- _Task_
Your output should be the lines of the data that follow, reproduced exactly from the first through the line bearing "for improved performance".

- _The data_
use std::collections::BTreeSet;
use std::fs::File;
use std::io;
use std::path::{Path, PathBuf};

use itertools::Itertools;
use memmap2::Mmap;
use tracing::warn;

use crate::error::{EchoError, Result};

/// Read a binary file using memory mapping for improved performance
/// This is more efficient for large files as it doesn't load the entire file into RAM
pub fn read_binary_file_mmap(path: impl AsRef<Path>) -> Result<Mmap> {
    let path = path.as_ref();
    let file = File::open(path).map_err(|e| match e.kind() {
        io::ErrorKind::NotFound => EchoError::NotFound(path.to_path_buf()),
        _ => EchoError::Io(e),
    })?;
    // Safety: The file is not modified while the mmap is active
    let mmap = unsafe { Mmap::map(&file) }?;
    Ok(mmap)
}

/// Expands `~` and `$VAR` / `${VAR}` references in an input argument.
pub fn expand_input(input: &str) -> String {
    let mut expanded = String::with_capacity(input.len());
    let mut rest = input;

    if let Some(stripped) = rest.strip_prefix('~') {
        if stripped.is_empty() || stripped.starts_with('/') {
            if let Some(home) = std::env::var_os("HOME") {
                expanded.push_str(&home.to_string_lossy());
                rest = stripped;
            }
        }
    }

    while let Some(pos) = rest.find('$') {
        expanded.push_str(&rest[..pos]);
        let after = &rest[pos + 1..];
        let (name, remainder) = if let Some(braced) = after.strip_prefix('{') {
            match braced.find('}') {
                Some(end) => (&braced[..end], &braced[end + 1..]),
                None => ("", after),
            }
        } else {
            let end = after
                .find(|c: char| !(c.is_ascii_alphanumeric() || c == '_'))
                .unwrap_or(after.len());
            (&after[..end], &after[end..])
        };
        match std::env::var(name) {
            Ok(value) if !name.is_empty() => expanded.push_str(&value),
            _ => {
                // Unknown variables are left untouched.
                expanded.push('$');
                rest = after;
                continue;
            }
        }
        rest = remainder;
    }
    expanded.push_str(rest);
    expanded
}

/// Resolves paths and glob patterns to a sorted, de-duplicated list of files.
///
/// Matches that are not regular files are warned about and ignored.
pub fn find_files<I, S>(inputs: I) -> Result<Vec<PathBuf>>
where
    I: IntoIterator<Item = S>,
    S: AsRef<str>,
{
    let mut seen = BTreeSet::new();
    for input in inputs {
        let pattern = expand_input(input.as_ref());
        for entry in glob::glob(&pattern)? {
            match entry {
                Ok(path) if path.is_file() => {
                    seen.insert(path);
                }
                Ok(path) => warn!(path = %path.display(), "not a file or does not exist; ignored"),
                Err(e) => warn!(error = %e, "unreadable glob match; ignored"),
            }
        }
    }
    Ok(seen.into_iter().collect())
}

/// Deployment id of a file: the part of its stem before the first `-`.
///
/// `250501WF-D20250501-T181250_Sv.seg` belongs to deployment `250501WF`.
pub fn deployment_id(path: &Path) -> String {
    let stem = path
        .file_stem()
        .map(|s| s.to_string_lossy().into_owned())
        .unwrap_or_default();
    match stem.split_once('-') {
        Some((id, _)) => id.to_string(),
        None => stem,
    }
}

/// Groups sorted paths by deployment id, keeping each group in path order.
pub fn group_by_deployment(paths: &[PathBuf]) -> Vec<(String, Vec<PathBuf>)> {
    paths
        .iter()
        .sorted()
        .map(|p| (deployment_id(p), p.clone()))
        .into_group_map()
        .into_iter()
        .map(|(id, mut files)| {
            files.sort();
            (id, files)
        })
        .sorted_by(|a, b| a.0.cmp(&b.0))
        .collect()
}

/// Directory outputs for `input` go to. Relative `out_dir`s hang off the input's parent.
pub fn resolve_out_dir(input: &Path, out_dir: &Path) -> PathBuf {
    if out_dir.is_absolute() {
        return out_dir.to_path_buf();
    }
    let parent = input.parent().unwrap_or_else(|| Path::new("."));
    normalize(&parent.join(out_dir))
}

/// Output path for `input` with its stem transformed and a new extension.
pub fn derived_path(input: &Path, out_dir: &Path, suffix: &str, extension: &str) -> PathBuf {
    let stem = input
        .file_stem()
        .map(|s| s.to_string_lossy().into_owned())
        .unwrap_or_default();
    let stem = stem.strip_suffix("_Sv").unwrap_or(&stem);
    resolve_out_dir(input, out_dir).join(format!("{stem}{suffix}.{extension}"))
}

/// Lexically removes `.` and `..` components.
fn normalize(path: &Path) -> PathBuf {
    use std::path::Component;
    let mut out = PathBuf::new();
    for component in path.components() {
        match component {
            Component::CurDir => {}
            Component::ParentDir => {
                if !out.pop() {
                    out.push("..");
                }
            }
            other => out.push(other.as_os_str()),
        }
    }
    out
}
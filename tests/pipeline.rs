//! End-to-end run of every stage over a small synthetic deployment

use std::fs;
use std::path::{Path, PathBuf};

use echogrid::calibration::SonarEquation;
use echogrid::config::{BottomConfig, CalibrationParams, DispatchConfig, GridConfig, TrackConfig};
use echogrid::dispatch::{Dispatcher, Stage};
use echogrid::processing::{BottomDetector, Reducer};
use echogrid::raw_file::encode_raw;
use echogrid::segment_file::read_segment;
use echogrid::sink::{self, ParquetSink};
use echogrid::stages::{
    BottomStage, CalibrateStage, ConvertStage, DEFAULT_CONVERT_DIR, DEFAULT_DEPTH_DIR,
    DEFAULT_MVBS_DIR, DEFAULT_SV_DIR, MvbsStage, deployment_groups, export_depths,
};
use echogrid::types::header::RAW_VERSION;
use echogrid::types::{CalibrationReference, Channel, PingDatagram, RawChannel, RawHeader, SegmentKind};
use echogrid::utils::file_utils::find_files;
use echogrid::EchoError;
use itertools::Itertools;
use polars::prelude::DataType;
use tempfile::TempDir;

const S: i64 = 1_000_000_000;
const START: i64 = 1_746_057_600 * S;

const REFERENCE: &str = r#"{
    "soundSpeed": 1490.0,
    "channels": {
        "ES38": {
            "gainDb": 26.5,
            "equivalentBeamAngleDb": -20.6,
            "transmitPowerW": 1000.0,
            "pulseDurationS": 0.001024,
            "absorptionDbPerM": 0.0098,
            "saCorrectionDb": -0.7
        }
    }
}"#;

fn raw_header() -> RawHeader {
    RawHeader::builder()
        .version(RAW_VERSION)
        .channels(vec![
            RawChannel::builder()
                .channel(Channel::builder().id("ES38").frequency_hz(38_000.0).build())
                .sample_interval(0.000256)
                .build(),
        ])
        .build()
}

/// Writes one raw file of `pings` pings, one second apart, starting `offset_s` after START.
fn write_raw(dir: &Path, name: &str, offset_s: i64, pings: i64) -> PathBuf {
    let datagrams: Vec<PingDatagram> = (0..pings)
        .map(|p| {
            PingDatagram::builder()
                .timestamp(START + (offset_s + p) * S)
                .latitude(36.8 + 0.001 * p as f64)
                .longitude(-121.9)
                .channel_index(0)
                .power((0..40).map(|i| -(i as i16) * 64).collect())
                .build()
        })
        .collect();
    let path = dir.join(name);
    fs::write(&path, encode_raw(&raw_header(), &datagrams)).unwrap();
    path
}

struct Deployment {
    _root: TempDir,
    raw: Vec<PathBuf>,
}

fn deployment() -> Deployment {
    let root = tempfile::tempdir().unwrap();
    let raw_dir = root.path().join("raw");
    fs::create_dir_all(&raw_dir).unwrap();
    let raw = vec![
        write_raw(&raw_dir, "250501WF-D20250501-T000000.raw", 0, 8),
        write_raw(&raw_dir, "250501WF-D20250501-T000008.raw", 8, 9),
    ];
    Deployment { _root: root, raw }
}

fn dispatcher(skip_existing: bool) -> Dispatcher {
    Dispatcher::new(
        DispatchConfig::builder()
            .workers(2)
            .threads(1)
            .skip_existing(skip_existing)
            .build(),
    )
    .unwrap()
}

fn convert(raw: &[PathBuf]) -> Vec<PathBuf> {
    let stage = ConvertStage {
        out_dir: PathBuf::from(DEFAULT_CONVERT_DIR),
    };
    let summary = dispatcher(true).run(&stage, raw);
    assert_eq!(summary.succeeded, raw.len());
    raw.iter().map(|p| stage.output_path(p)).collect()
}

fn calibrate(power: &[PathBuf]) -> Vec<PathBuf> {
    let stage = CalibrateStage {
        out_dir: PathBuf::from(DEFAULT_SV_DIR),
        provider: SonarEquation::new(CalibrationReference::from_json(REFERENCE).unwrap()),
        params: CalibrationParams::default(),
    };
    let summary = dispatcher(true).run(&stage, power);
    assert_eq!(summary.failed, 0, "{:?}", summary.failures);
    power.iter().map(|p| stage.output_path(p)).collect()
}

#[test]
fn every_stage_produces_its_product() {
    let deployment = deployment();
    let power = convert(&deployment.raw);
    assert!(power.iter().all(|p| p.exists()));
    assert!(power[0].to_string_lossy().contains("converted"));

    let segment = read_segment(&power[0]).unwrap();
    assert_eq!(segment.kind, SegmentKind::Power);
    assert_eq!(segment.len(), 8);

    let sv = calibrate(&power);
    assert!(sv[0].file_name().unwrap().to_string_lossy().ends_with("_Sv.seg"));
    let calibrated = read_segment(&sv[0]).unwrap();
    assert_eq!(calibrated.kind, SegmentKind::Sv);
    assert!(calibrated.depth.is_some());
    assert_eq!(calibrated.sound_speed, 1490.0);

    // MVBS: one product per deployment, bins straddling the file boundary are merged.
    let mvbs = MvbsStage {
        out_dir: PathBuf::from(DEFAULT_MVBS_DIR),
        grid: GridConfig::builder().ping_bin(5 * S).range_bin(1.0).build(),
        sink: ParquetSink::default(),
    };
    let groups = deployment_groups(&sv);
    assert_eq!(groups.len(), 1);
    let summary = dispatcher(false).run(&mvbs, &groups);
    assert_eq!(summary.succeeded, 1, "{:?}", summary.failures);
    let grid_path = mvbs.output_path(&groups[0]);
    assert!(grid_path.ends_with("MVBS/250501WF_MVBS.parquet"));

    let grid = sink::read_frame(&grid_path).unwrap();
    let times: Vec<i64> = grid
        .column("ping_time")
        .unwrap()
        .as_materialized_series()
        .cast(&DataType::Int64)
        .unwrap()
        .i64()
        .unwrap()
        .into_no_null_iter()
        .collect();
    let counts: Vec<u32> = grid
        .column("count")
        .unwrap()
        .as_materialized_series()
        .u32()
        .unwrap()
        .into_no_null_iter()
        .collect();
    assert_eq!(
        times.iter().dedup().copied().collect::<Vec<_>>(),
        vec![START, START + 5 * S, START + 10 * S, START + 15 * S]
    );
    let straddling: u32 = times
        .iter()
        .zip(&counts)
        .filter(|(t, _)| **t == START + 5 * S)
        .map(|(_, c)| c)
        .sum();
    // Pings 5..9 come from both files: 5 pings × 40 samples.
    assert_eq!(straddling, 200);

    // Bottom line with a threshold every sample satisfies: the first sample past the skip.
    let bottom = BottomStage {
        out_dir: PathBuf::from(DEFAULT_DEPTH_DIR),
        detector: BottomDetector::new(
            &BottomConfig::builder()
                .channel("38kHz")
                .threshold_db(1.0e6)
                .skip_from_surface(10)
                .offset_m(0.5)
                .build(),
        )
        .unwrap(),
        sink: ParquetSink::default(),
    };
    let summary = dispatcher(false).run(&bottom, &sv);
    assert_eq!(summary.succeeded, 2, "{:?}", summary.failures);
    let tracks: Vec<PathBuf> = sv.iter().map(|p| bottom.output_path(p)).collect();
    assert!(tracks[0].to_string_lossy().ends_with("T000000_depth.parquet"));
    let track = sink::read_track(&tracks[0]).unwrap();
    assert_eq!(track.len(), 8);
    assert_eq!(track.detections(), 8);
    let expected = calibrated.depth.as_ref().unwrap()[10] + 0.5;
    assert!((track.bottom_depth[0] - expected).abs() < 1e-9);

    // Depth product from the discovered track files.
    let pattern = tracks[0].parent().unwrap().join("*_depth.parquet");
    let inputs = find_files([pattern.to_string_lossy()]).unwrap();
    assert_eq!(inputs, tracks);
    let csv_path = tracks[0].parent().unwrap().join("depths.csv");
    let config = TrackConfig::builder().interval(10 * S).reducer(Reducer::LastValid).build();
    let (rows, summary) = export_depths(&dispatcher(false), &inputs, &config, &csv_path).unwrap();
    assert_eq!(rows, 2);
    assert_eq!(summary.succeeded, 1);

    let text = fs::read_to_string(&csv_path).unwrap();
    let mut lines = text.lines();
    assert_eq!(lines.next(), Some("ping_time,latitude,longitude,depth,segment"));
    let first = lines.next().unwrap();
    assert!(first.starts_with("2025-05-01T00:00:00Z,36.8"));
    assert!(first.ends_with(",250501WF"));
}

#[test]
fn rerunning_with_skip_existing_writes_nothing() {
    let deployment = deployment();
    let power = convert(&deployment.raw);
    let modified: Vec<_> = power.iter().map(|p| fs::metadata(p).unwrap().modified().unwrap()).collect();

    let stage = ConvertStage {
        out_dir: PathBuf::from(DEFAULT_CONVERT_DIR),
    };
    let again = dispatcher(true).run(&stage, &deployment.raw);
    assert_eq!(again.succeeded, 0);
    assert_eq!(again.already_present, 2);
    assert!(again.ensure_output().is_ok());
    let after: Vec<_> = power.iter().map(|p| fs::metadata(p).unwrap().modified().unwrap()).collect();
    assert_eq!(after, modified);
}

#[test]
fn uncalibratable_channel_is_skipped_not_failed() {
    let deployment = deployment();
    let power = convert(&deployment.raw);
    let stage = CalibrateStage {
        out_dir: PathBuf::from(DEFAULT_SV_DIR),
        provider: SonarEquation::new(CalibrationReference::from_json(r#"{"channels": {}}"#).unwrap()),
        params: CalibrationParams::default(),
    };
    let summary = dispatcher(false).run(&stage, &power);
    assert_eq!(summary.skipped, 2);
    assert_eq!(summary.failed, 0);
    assert!(matches!(summary.ensure_output(), Err(EchoError::EmptyResult(_))));
    assert!(power.iter().all(|p| !stage.output_path(p).exists()));
}

#[test]
fn corrupt_input_fails_only_that_item() {
    let deployment = deployment();
    let broken = deployment.raw[0].with_file_name("250501WF-D20250501-T999999.raw");
    fs::write(&broken, b"not a raw file").unwrap();

    let stage = ConvertStage {
        out_dir: PathBuf::from(DEFAULT_CONVERT_DIR),
    };
    let mut items = deployment.raw.clone();
    items.push(broken.clone());
    let summary = dispatcher(false).run(&stage, &items);
    assert_eq!(summary.succeeded, 2);
    assert_eq!(summary.failed, 1);
    assert!(summary.failures[0].0.contains("T999999"));
    assert!(!stage.output_path(&broken).exists());
}
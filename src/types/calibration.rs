//! Calibration reference document (JSON) consumed by the sonar-equation provider

use std::collections::HashMap;
use std::fs;
use std::path::Path;

use serde::{Deserialize, Serialize};

use crate::error::{EchoError, Result};

#[derive(Debug, Clone, Deserialize, Serialize)]
pub struct CalibrationReference {
    /// Overrides the sound speed recorded in the segment when present.
    #[serde(rename = "soundSpeed")]
    pub sound_speed: Option<f64>,
    pub channels: HashMap<String, ChannelCalibration>,
    #[serde(flatten)]
    pub extra: HashMap<String, serde_json::Value>,
}

#[derive(Debug, Clone, PartialEq, Deserialize, Serialize)]
pub struct ChannelCalibration {
    #[serde(rename = "gainDb")]
    pub gain_db: f64,
    #[serde(rename = "saCorrectionDb", default)]
    pub sa_correction_db: f64,
    #[serde(rename = "equivalentBeamAngleDb")]
    pub equivalent_beam_angle_db: f64,
    #[serde(rename = "transmitPowerW")]
    pub transmit_power_w: f64,
    #[serde(rename = "pulseDurationS")]
    pub pulse_duration_s: f64,
    #[serde(rename = "absorptionDbPerM", default)]
    pub absorption_db_per_m: f64,
    #[serde(flatten)]
    pub extra: HashMap<String, serde_json::Value>,
}

impl CalibrationReference {
    pub fn from_json(text: &str) -> Result<Self> {
        Ok(serde_json::from_str(text)?)
    }

    pub fn load(path: impl AsRef<Path>) -> Result<Self> {
        let path = path.as_ref();
        let text = fs::read_to_string(path).map_err(|e| match e.kind() {
            std::io::ErrorKind::NotFound => EchoError::NotFound(path.to_path_buf()),
            _ => EchoError::Io(e),
        })?;
        Self::from_json(&text)
    }

    pub fn channel(&self, id: &str) -> Option<&ChannelCalibration> {
        self.channels.get(id)
    }
}
//! Type definitions for pings, segments, tracks and their on-disk headers

pub mod bins;
pub mod calibration;
pub mod channel;
pub mod header;
pub mod ping;
pub mod segment;
pub mod track;

// Re-export the main types for convenience
pub use bins::{AggregatedBin, TrackBin};
pub use calibration::{CalibrationReference, ChannelCalibration};
pub use channel::Channel;
pub use header::{RawChannel, RawHeader, SegmentHeader, SegmentKind};
pub use ping::{Ping, PingDatagram};
pub use segment::Segment;
pub use track::Track;
pub mod calibration;
pub mod config;
pub mod dispatch;
pub mod error;
pub mod parser;
pub mod processing;
pub mod raw_file;
pub mod segment_file;
pub mod sink;
pub mod stages;
pub mod types;
pub mod utils;

pub use calibration::{Calibration, CalibrationProvider, SonarEquation};
pub use config::{BottomConfig, CalibrationParams, DispatchConfig, GridConfig, TrackConfig};
pub use dispatch::{Dispatcher, RunSummary, Stage, StageStatus, WorkItem};
pub use error::{EchoError, Result};
pub use processing::{
    Aggregator, BinOrigin, BinningEngine, BottomDetector, GridEngine, Reducer, TimeBin, TrackEngine,
};
pub use raw_file::RawFile;
pub use segment_file::{SegmentFile, read_segment};
pub use types::{AggregatedBin, Channel, Ping, Segment, SegmentKind, Track, TrackBin};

- _Output for this task_
use std::collections::BTreeSet;
use std::fs::File;
use std::io;
use std::path::{Path, PathBuf};

use itertools::Itertools;
use memmap2::Mmap;
use tracing::warn;

use crate::error::{EchoError, Result};

/// Read a binary file using memory mapping for improved performance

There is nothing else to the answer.